Rose spent several weeks calling and emailing Superintendent Eleanor DiMarino-Linnen.

“I’m simply asking for any direct mention of ‘Satanic’ to be removed,” Rose told Timcast via email. “It’s unfair and unconstitutional to single out and prohibit ONE specific religion. It’s all or none!”

“I wasn’t making a lot of progress,” he told the Patch. “I think sending the message I wasn’t going to stop made a difference.”

Then, the district announced it would change the language of its dress code.

“Although we have had no complaints or concerns brought forward by any student, parent, or resident we will remove this language from our current dress code information in the student handbook,” the district said in a statement.

Rose said that no one from the community has directly confronted him, but they have “expressed their displeasure on Facebook.”

“I’m glad the (Rose Tree Media School District) made the right choice, and I only hope it sends a message to other schools that freedom of expression has to be given equally,” Rose told USA TODAY.

He added that he supports the district’s ban on items that feature violence, sexually suggestive topics, substance use, and obscenities in a high school environment.

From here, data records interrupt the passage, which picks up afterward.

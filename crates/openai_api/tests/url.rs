use openai_api::normalize_chat_completions_url;

#[test]
fn url_normalization_keeps_existing_chat_completions_endpoint() {
    assert_eq!(
        normalize_chat_completions_url("https://api.openai.com/v1/chat/completions"),
        "https://api.openai.com/v1/chat/completions"
    );
}

#[test]
fn url_normalization_appends_completions_to_chat_base() {
    assert_eq!(
        normalize_chat_completions_url("http://localhost:8080/v1/chat/"),
        "http://localhost:8080/v1/chat/completions"
    );
}

#[test]
fn url_normalization_appends_full_path_to_generic_base() {
    assert_eq!(
        normalize_chat_completions_url("http://localhost:11434/v1"),
        "http://localhost:11434/v1/chat/completions"
    );
}

#[test]
fn url_normalization_defaults_blank_base() {
    assert_eq!(
        normalize_chat_completions_url("  "),
        "https://api.openai.com/v1/chat/completions"
    );
}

Rose has begun a similar effort involving the Garnet Valley School District. The district has a ban on clothing and gear with satanic or “cult-ish” imagery.

Rose’s organization, Satanic Delco, says it believes “that religion can, and should, be divorced from superstition” and does not “promote a belief in a personal Satan” nor does its members believe in the “existence of Satan or the supernatural.”

The group believes in the “7 Fundamental Tenets of The Satanic Temple” and runs several philanthropic efforts, including To Hell with Homelessness, Heathens Helping Hounds, and the Outsider Achievement Award, which gives $666 to a high school student who “embraces individualism, empathy, free-thought, and skepticism.”

Satanic Delco did not immediately respond to Timcast’s request for comment.

Editor’s Note: A previous version of this article did not include comments that Rose provided in an email interview with Timcast.